Partnering with payers to align incentives
Many payers are heavily invested in assisting their provider partners with the move to value and are willing to work closely with FQHCs to make sure the transition happens quickly, smoothly, and equitably.
“Payers value their FQHCs very much,” asserted Pantelis Karnoupakis, VP of Value-Based Payment Initiatives at Fidelis Care, a New York-based health plan. “We want them to succeed, because then the plan succeeds, too. We have an opportunity to share our knowledge about important factors like appropriate coding, which is critical for correctly allocating resources to the most high-acuity populations. Good coding benefits everyone, so we want our CHCs to work with us around this and other topics.”
Strong partnerships with payers also contribute to more equitable and advantageous value-based care contracts and can set the stage for open conversations about attribution arrangements, shared savings calculations, and clinical benchmarks.
Harnessing the resources of community-based organizations
FQHCs aren’t the only ones working tirelessly to provide help and hope to vulnerable populations. Community-based organizations (CBOs) operate concurrently to address the social determinants of health, such as food and housing security, transportation, education, loneliness in seniors, and access to other social services.
“CBOs have an equally important role in health,” said Karnoupakis. “But the healthcare system doesn’t have a good pipeline for bringing these resources and this data into our world. All of our clinical data is just the tip of the iceberg in terms of what we need to drive an individual toward more positive decision-making.”

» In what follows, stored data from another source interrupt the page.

//! Capture sources and track composition
//!
//! Trait seams to the platform capture surfaces plus the combiner that
//! merges display and microphone tracks into one session stream.

pub mod combiner;
pub mod format;
pub mod traits;

pub use combiner::combine;
pub use format::{Container, MediaFormat};
pub use traits::{
    CaptureError, CaptureResult, CaptureSource, MediaTrack, MediaTrackSet, StreamEncoder,
    TrackKind,
};
//! Track combiner
//!
//! Merges a display-capture track set and a microphone-capture track set
//! into the single logical set a recording session runs over.

use super::traits::{MediaTrackSet, TrackKind};

/// Combine display and microphone captures into one track set.
///
/// The result carries every video track from the display source followed by
/// every audio track from the microphone source, in their original order.
/// Audio offered by the display source is dropped on purpose: keeping both
/// it and the microphone track doubles the captured audio. This policy is
/// not configurable.
///
/// Dropped tracks are released immediately so no capture outlives its use.
pub fn combine(display: MediaTrackSet, microphone: MediaTrackSet) -> MediaTrackSet {
    let mut combined = Vec::new();
    let mut dropped = 0usize;

    for track in display.into_tracks() {
        match track.kind() {
            TrackKind::Video => combined.push(track),
            TrackKind::Audio => {
                track.stop();
                dropped += 1;
            }
        }
    }

    for track in microphone.into_tracks() {
        match track.kind() {
            TrackKind::Audio => combined.push(track),
            TrackKind::Video => {
                track.stop();
                dropped += 1;
            }
        }
    }

    if dropped > 0 {
        tracing::debug!("combiner dropped {} track(s) from source streams", dropped);
    }

    MediaTrackSet::new(combined)
}
//! End-to-end pipeline tests
//!
//! Drive the full capture → trim → publish flow over synthetic sources and
//! a scripted media runtime, without hardware or an ffmpeg install.

use std::sync::Arc;
use std::time::Duration;

use clipcast::pipeline::{PipelineCoordinator, PipelineError};
use clipcast::recorder::{CaptureRecorder, RecorderConfig, RecorderError};
use clipcast::storage::{ByteRange, LocalStorage, StorageService};
use clipcast::testing::{ExecScript, ScriptedRuntime, SyntheticEncoder, SyntheticSource};
use clipcast::transcode::{TranscodeEngine, TranscodeError, TrimRange};
use clipcast::videos::{MemoryVideoStore, VideoStore};

fn synthetic_recorder() -> CaptureRecorder {
    CaptureRecorder::new(
        Box::new(SyntheticSource::display()),
        Box::new(SyntheticSource::microphone()),
        Box::new(SyntheticEncoder::new().with_chunk_size(1_000)),
        RecorderConfig::default(),
    )
}

fn coordinator_over(
    script: ExecScript,
    upload_dir: &std::path::Path,
) -> (PipelineCoordinator, Arc<ScriptedRuntime>, Arc<MemoryVideoStore>) {
    let runtime = Arc::new(ScriptedRuntime::new(script));
    let engine = TranscodeEngine::with_runtime(runtime.clone());
    let storage = Arc::new(LocalStorage::new(upload_dir.to_path_buf(), "/uploads"));
    let videos = Arc::new(MemoryVideoStore::new());
    (
        PipelineCoordinator::new(engine, storage, videos.clone()),
        runtime,
        videos,
    )
}

/// Let woken tasks run between clock advances.
async fn settle() {
    for _ in 0..8 {
        tokio::task::yield_now().await;
    }
}

#[tokio::test(start_paused = true)]
async fn record_trim_publish_round_trip() {
    let dir = tempfile::tempdir().unwrap();
    let upload_dir = dir.path().join("uploads");
    let (coordinator, runtime, videos) = coordinator_over(ExecScript::Succeed, &upload_dir);

    let mut recorder = synthetic_recorder();
    recorder.start().await.unwrap();
    settle().await;
    tokio::time::advance(Duration::from_secs(3)).await;
    settle().await;

    let published = coordinator
        .record_and_publish(
            &mut recorder,
            TrimRange::new(0.5, 2.5),
            Some("Demo clip".to_string()),
        )
        .await
        .unwrap();

    assert!(published.url.starts_with("/uploads/"));
    assert_eq!(runtime.exec_count(), 1);

    let record = videos.get(&published.video_id).await.unwrap().unwrap();
    assert_eq!(record.title, "Demo clip");
    assert!((record.duration_secs - 2.0).abs() < 1e-9);
    assert_eq!(record.url, published.url);

    // The uploaded object is retrievable through the storage boundary,
    // including partial reads.
    let storage = LocalStorage::new(upload_dir, "/uploads");
    let stored = storage.fetch(&record.filename, None).await.unwrap();
    assert!(!stored.is_empty());
    let partial = storage
        .fetch(&record.filename, Some(ByteRange { start: 0, end: Some(3) }))
        .await
        .unwrap();
    assert_eq!(partial.len(), 4);
    assert_eq!(&stored[..4], &partial[..]);
}

#[tokio::test(start_paused = true)]
async fn failed_transcode_keeps_artifact_and_skips_upload() {
    let dir = tempfile::tempdir().unwrap();
    let upload_dir = dir.path().join("uploads");
    let (coordinator, _runtime, _videos) = coordinator_over(ExecScript::FailAll, &upload_dir);

    let mut recorder = synthetic_recorder();
    recorder.start().await.unwrap();
    settle().await;
    tokio::time::advance(Duration::from_secs(2)).await;
    settle().await;

    let artifact = recorder.stop().await.unwrap();
    let err = coordinator
        .run(&artifact, TrimRange::new(0.0, 1.0), None)
        .await
        .unwrap_err();

    match err {
        PipelineError::Transcode(TranscodeError::TranscodeFailed { attempts }) => {
            assert!(!attempts.is_empty());
        }
        other => panic!("expected TranscodeFailed, got {other:?}"),
    }

    // Upload boundary never invoked: nothing was written.
    assert!(!upload_dir.exists());

    // The artifact survives the failure and works with a healthier engine.
    let (retry_coordinator, _, _) = coordinator_over(ExecScript::FailCopy, &upload_dir);
    let published = retry_coordinator
        .run(&artifact, TrimRange::new(0.0, 1.5), None)
        .await
        .unwrap();
    assert!(published.url.starts_with("/uploads/"));
}

#[tokio::test(start_paused = true)]
async fn invalid_range_never_reaches_runtime_or_storage() {
    let dir = tempfile::tempdir().unwrap();
    let upload_dir = dir.path().join("uploads");
    let (coordinator, runtime, _videos) = coordinator_over(ExecScript::Succeed, &upload_dir);

    let mut recorder = synthetic_recorder();
    recorder.start().await.unwrap();
    settle().await;
    tokio::time::advance(Duration::from_secs(2)).await;
    settle().await;
    let artifact = recorder.stop().await.unwrap();

    let err = coordinator
        .run(&artifact, TrimRange::new(1.5, 1.5), None)
        .await
        .unwrap_err();

    assert!(matches!(
        err,
        PipelineError::Transcode(TranscodeError::InvalidRange(_))
    ));
    assert_eq!(runtime.exec_count(), 0);
    assert!(!upload_dir.exists());
}

#[tokio::test(start_paused = true)]
async fn empty_capture_aborts_the_pipeline() {
    let dir = tempfile::tempdir().unwrap();
    let upload_dir = dir.path().join("uploads");
    let (coordinator, runtime, _videos) = coordinator_over(ExecScript::Succeed, &upload_dir);

    let mut recorder = CaptureRecorder::new(
        Box::new(SyntheticSource::display()),
        Box::new(SyntheticSource::microphone()),
        Box::new(SyntheticEncoder::silent()),
        RecorderConfig::default(),
    );
    recorder.start().await.unwrap();
    settle().await;
    tokio::time::advance(Duration::from_secs(2)).await;
    settle().await;

    let err = coordinator
        .record_and_publish(&mut recorder, TrimRange::new(0.0, 1.0), None)
        .await
        .unwrap_err();

    assert!(matches!(
        err,
        PipelineError::Recorder(RecorderError::EmptyCapture)
    ));
    assert_eq!(runtime.exec_count(), 0);
    assert!(!upload_dir.exists());
}

#[tokio::test(start_paused = true)]
async fn published_record_accumulates_views_and_completions() {
    let dir = tempfile::tempdir().unwrap();
    let (coordinator, _runtime, videos) =
        coordinator_over(ExecScript::Succeed, &dir.path().join("uploads"));

    let mut recorder = synthetic_recorder();
    recorder.start().await.unwrap();
    settle().await;
    tokio::time::advance(Duration::from_secs(2)).await;
    settle().await;

    let published = coordinator
        .record_and_publish(&mut recorder, TrimRange::new(0.0, 1.0), None)
        .await
        .unwrap();

    videos.increment_views(&published.video_id).await.unwrap();
    videos
        .append_completion(&published.video_id, 80.0)
        .await
        .unwrap();
    videos
        .append_completion(&published.video_id, 40.0)
        .await
        .unwrap();

    let record = videos.get(&published.video_id).await.unwrap().unwrap();
    assert_eq!(record.views, 1);
    assert_eq!(record.average_completion(), Some(60.0));
}

#[tokio::test(start_paused = true)]
async fn fallback_result_media_type_matches_winning_tier() {
    let dir = tempfile::tempdir().unwrap();
    let upload_dir = dir.path().join("uploads");
    let (coordinator, runtime, videos) =
        coordinator_over(ExecScript::SucceedOnlyExtension("mp4"), &upload_dir);

    let mut recorder = synthetic_recorder();
    recorder.start().await.unwrap();
    settle().await;
    tokio::time::advance(Duration::from_secs(3)).await;
    settle().await;

    let published = coordinator
        .record_and_publish(&mut recorder, TrimRange::new(0.0, 2.0), None)
        .await
        .unwrap();

    // Copy and same-family tiers all failed before the cross-container win.
    assert_eq!(runtime.exec_count(), 4);
    let record = videos.get(&published.video_id).await.unwrap().unwrap();
    assert!(record.filename.ends_with(".mp4"));
}
// Trie node: owned children keyed by character, plus a terminal flag

use hashbrown::HashMap;

/// A single trie node.
///
/// Each child is owned by exactly one parent; dropping a node drops its
/// whole subtree. The path from the root to a node spells the prefix the
/// node represents.
#[derive(Debug, Default, Clone)]
pub struct TrieNode {
    children: HashMap<char, TrieNode>,
    terminal: bool,
}

impl TrieNode {
    /// Return the child reached by `ch`, if any.
    pub fn child(&self, ch: char) -> Option<&TrieNode> {
        self.children.get(&ch)
    }

    /// Return the child reached by `ch`, creating an empty one if absent.
    pub fn child_or_insert(&mut self, ch: char) -> &mut TrieNode {
        self.children.entry(ch).or_default()
    }

    /// Whether a stored word ends at this node.
    pub fn is_terminal(&self) -> bool {
        self.terminal
    }

    /// Mark this node as the end of a word.
    ///
    /// Returns `true` if the node was not terminal before.
    pub fn mark_terminal(&mut self) -> bool {
        !std::mem::replace(&mut self.terminal, true)
    }

    /// Number of direct children.
    pub fn child_count(&self) -> usize {
        self.children.len()
    }

    /// Depth-first collection of every word in this subtree.
    ///
    /// `path` holds the characters spelling the route to `self` and is
    /// restored to that value on return. Enumeration order follows the
    /// child map and is not specified.
    pub fn collect_words(&self, path: &mut String, out: &mut Vec<String>) {
        if self.terminal {
            out.push(path.clone());
        }
        for (&ch, child) in &self.children {
            path.push(ch);
            child.collect_words(path, out);
            path.pop();
        }
    }
}

#[cfg(test)]
mod tests {
    use super::*;

    #[test]
    fn new_node_is_empty_and_not_terminal() {
        let node = TrieNode::default();
        assert!(!node.is_terminal());
        assert_eq!(node.child_count(), 0);
        assert!(node.child('a').is_none());
    }

    #[test]
    fn child_or_insert_reuses_existing_child() {
        let mut node = TrieNode::default();
        node.child_or_insert('a').mark_terminal();
        node.child_or_insert('a');
        assert_eq!(node.child_count(), 1);
        assert!(node.child('a').unwrap().is_terminal());
    }

    #[test]
    fn mark_terminal_reports_first_marking_only() {
        let mut node = TrieNode::default();
        assert!(node.mark_terminal());
        assert!(!node.mark_terminal());
        assert!(node.is_terminal());
    }

    #[test]
    fn collect_words_restores_path() {
        let mut root = TrieNode::default();
        root.child_or_insert('a').child_or_insert('b').mark_terminal();
        root.child_or_insert('a').child_or_insert('c').mark_terminal();

        let mut path = String::from("x");
        let mut out = Vec::new();
        root.collect_words(&mut path, &mut out);
        out.sort();
        assert_eq!(out, vec!["xab".to_string(), "xac".to_string()]);
        assert_eq!(path, "x");
    }
}
// Per-word usage counters used for ranking

use hashbrown::HashMap;

/// Usage counts keyed by word.
///
/// A word with no entry has count zero. Counts never decrease.
#[derive(Debug, Clone, Default)]
pub struct FrequencyTable {
    counts: HashMap<String, u64>,
}

impl FrequencyTable {
    pub fn new() -> Self {
        Self::default()
    }

    /// Current count for `word` (zero when never recorded).
    pub fn get(&self, word: &str) -> u64 {
        self.counts.get(word).copied().unwrap_or(0)
    }

    /// Add one to `word`'s count and return the new value.
    pub fn increment(&mut self, word: &str) -> u64 {
        if let Some(count) = self.counts.get_mut(word) {
            *count = count.saturating_add(1);
            return *count;
        }
        self.counts.insert(word.to_string(), 1);
        1
    }

    /// Number of words with a recorded count.
    pub fn len(&self) -> usize {
        self.counts.len()
    }

    pub fn is_empty(&self) -> bool {
        self.counts.is_empty()
    }

    /// Iterate over `(word, count)` pairs in unspecified order.
    pub fn iter(&self) -> impl Iterator<Item = (&str, u64)> {
        self.counts.iter().map(|(w, &c)| (w.as_str(), c))
    }
}

#[cfg(test)]
mod tests {
    use super::*;

    #[test]
    fn absent_word_counts_as_zero() {
        let table = FrequencyTable::new();
        assert_eq!(table.get("app"), 0);
        assert!(table.is_empty());
    }

    #[test]
    fn increment_returns_new_count() {
        let mut table = FrequencyTable::new();
        assert_eq!(table.increment("app"), 1);
        assert_eq!(table.increment("app"), 2);
        assert_eq!(table.increment("bat"), 1);
        assert_eq!(table.get("app"), 2);
        assert_eq!(table.len(), 2);
    }

    #[test]
    fn iter_yields_all_recorded_words() {
        let mut table = FrequencyTable::new();
        table.increment("cat");
        table.increment("call");
        table.increment("call");
        let mut entries: Vec<_> = table.iter().collect();
        entries.sort();
        assert_eq!(entries, vec![("call", 2), ("cat", 1)]);
    }
}
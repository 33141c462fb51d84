//! Frequency-ranked prefix suggestions with a near-miss fallback.
//!
//! A query first looks for stored words that start with the typed prefix.
//! Those words have their usage counts reinforced and are returned ranked
//! by count. When nothing matches, the engine walks the prefix as far as
//! the vocabulary allows and retries with adjacent swaps and
//! single-character substitutions from the first mismatch onward.
//!
//! # Architecture
//!
//! - [`candidates`] -- Swap and substitution candidate sources, budgeted
//! - [`frequency`] -- Per-word usage counters
//! - [`ranking`] -- Max-heap ordering by frequency, lexicographic ties
//! - [`engine`] -- The orchestrating [`SuggestionEngine`]
//!
//! # Example
//!
//! ```
//! use autocomp_core::Alphabet;
//! use autocomp_engine::SuggestionEngine;
//!
//! let mut engine =
//!     SuggestionEngine::from_words(Alphabet::Lowercase, ["app", "apple", "bat"]).unwrap();
//! let hits = engine.suggest("app");
//! assert_eq!(hits[0].word, "app");
//! assert_eq!(hits[0].frequency, 1);
//!
//! // "bta" has no exact match; swapping the last two letters finds "bat".
//! let fixed = engine.suggest("bta");
//! assert_eq!(fixed[0].word, "bat");
//! ```

pub mod candidates;
pub mod engine;
pub mod frequency;
pub mod ranking;

pub use autocomp_core::{Alphabet, InsertError, Suggestion};
pub use candidates::CandidateGenerator;
pub use engine::{Lookup, MatchKind, SuggestOptions, SuggestionEngine};
pub use frequency::FrequencyTable;

/// Error type for engine operations that read external input.
#[derive(Debug, thiserror::Error)]
pub enum EngineError {
    /// A word could not be added to the vocabulary.
    #[error("invalid vocabulary word: {0}")]
    Insert(#[from] InsertError),

    /// The word list could not be read.
    #[error("failed to read word list: {0}")]
    Io(#[from] std::io::Error),
}
// Suggestion: one ranked output entry

/// A suggested word together with its current usage frequency.
///
/// Lists of suggestions are ordered by descending `frequency`, with equal
/// frequencies in ascending lexicographic order of `word`.
#[derive(Debug, Clone, PartialEq, Eq, Hash)]
#[cfg_attr(feature = "serde", derive(serde::Serialize, serde::Deserialize))]
pub struct Suggestion {
    /// The suggested word.
    pub word: String,
    /// How many direct-hit queries have surfaced this word so far.
    pub frequency: u64,
}

impl Suggestion {
    pub fn new(word: impl Into<String>, frequency: u64) -> Self {
        Self {
            word: word.into(),
            frequency,
        }
    }
}

#[cfg(test)]
mod tests {
    use super::*;

    #[test]
    fn new_accepts_str_and_string() {
        let a = Suggestion::new("app", 2);
        let b = Suggestion::new(String::from("app"), 2);
        assert_eq!(a, b);
        assert_eq!(a.word, "app");
        assert_eq!(a.frequency, 2);
    }
}
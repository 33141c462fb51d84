//! Shared types for the autocomp prefix suggestion engine.
//!
//! # Architecture
//!
//! - [`alphabet`] -- Supported character sets and word validation
//! - [`suggestion`] -- The `(word, frequency)` output unit

pub mod alphabet;
pub mod suggestion;

pub use alphabet::Alphabet;
pub use suggestion::Suggestion;

/// Error type for vocabulary insertion.
///
/// A word that fails validation is never partially inserted: the trie is
/// left exactly as it was before the call.
#[derive(Debug, Clone, PartialEq, Eq, thiserror::Error)]
pub enum InsertError {
    #[error("invalid character {ch:?} at position {position} in {word:?}")]
    InvalidCharacter {
        word: String,
        ch: char,
        /// Character (not byte) offset of `ch` within `word`.
        position: usize,
    },
    #[error("cannot insert an empty word")]
    EmptyWord,
}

“In a big state like New York, which is both very urban and very rural, we need to understand how our communities interact with CBOs and increase our ability to harness those resources and amplify the work we’re doing on the clinical front in our CHCs.”
Since value-based care provides incentives to further integrate non-clinical care with the traditional healthcare system, these models are an ideal way for FQHCs to bolster their existing partnerships and build new bonds with local CBOs.
Lightening the lift with administrative and contracting support from an IPA
In addition to working more closely with state FQHC associations, CHCs have the opportunity to come together with their fellow health centers in an independent provider association (IPA) to travel together down the path to value-based care.
As part of an IPA, FQHCs can learn more about the policies around value-based care, open up doors to more attractive contracts, amplify their voices when negotiating with payers, and feed off each other’s creativity and innovation when engaging in practice redesign initiatives.
In states like New York, for example, where only certain entities can legally contract to shoulder downside risk, IPAs are a vital bridge to the more advanced, more lucrative end of the spectrum.
IPA members can also get help with the administrative challenges of participating in value-based care, including generating a better understanding of coding and patient attribution, how to calculate benchmarks, and how to use data analytics tools to gain visibility into practice patterns.
In conjunction with efforts to collaborate more closely with payers, CBOs, and CHC associations, becoming a member of an IPA can cement an FQHC’s place in this vibrant, supportive, newly evolving community of value-driven healthcare.
In conclusion, FQHCs have an array of opportunities to establish the right partnerships and see success with value-based care. Once they do so, success with their clinical and financial goals is closer than ever.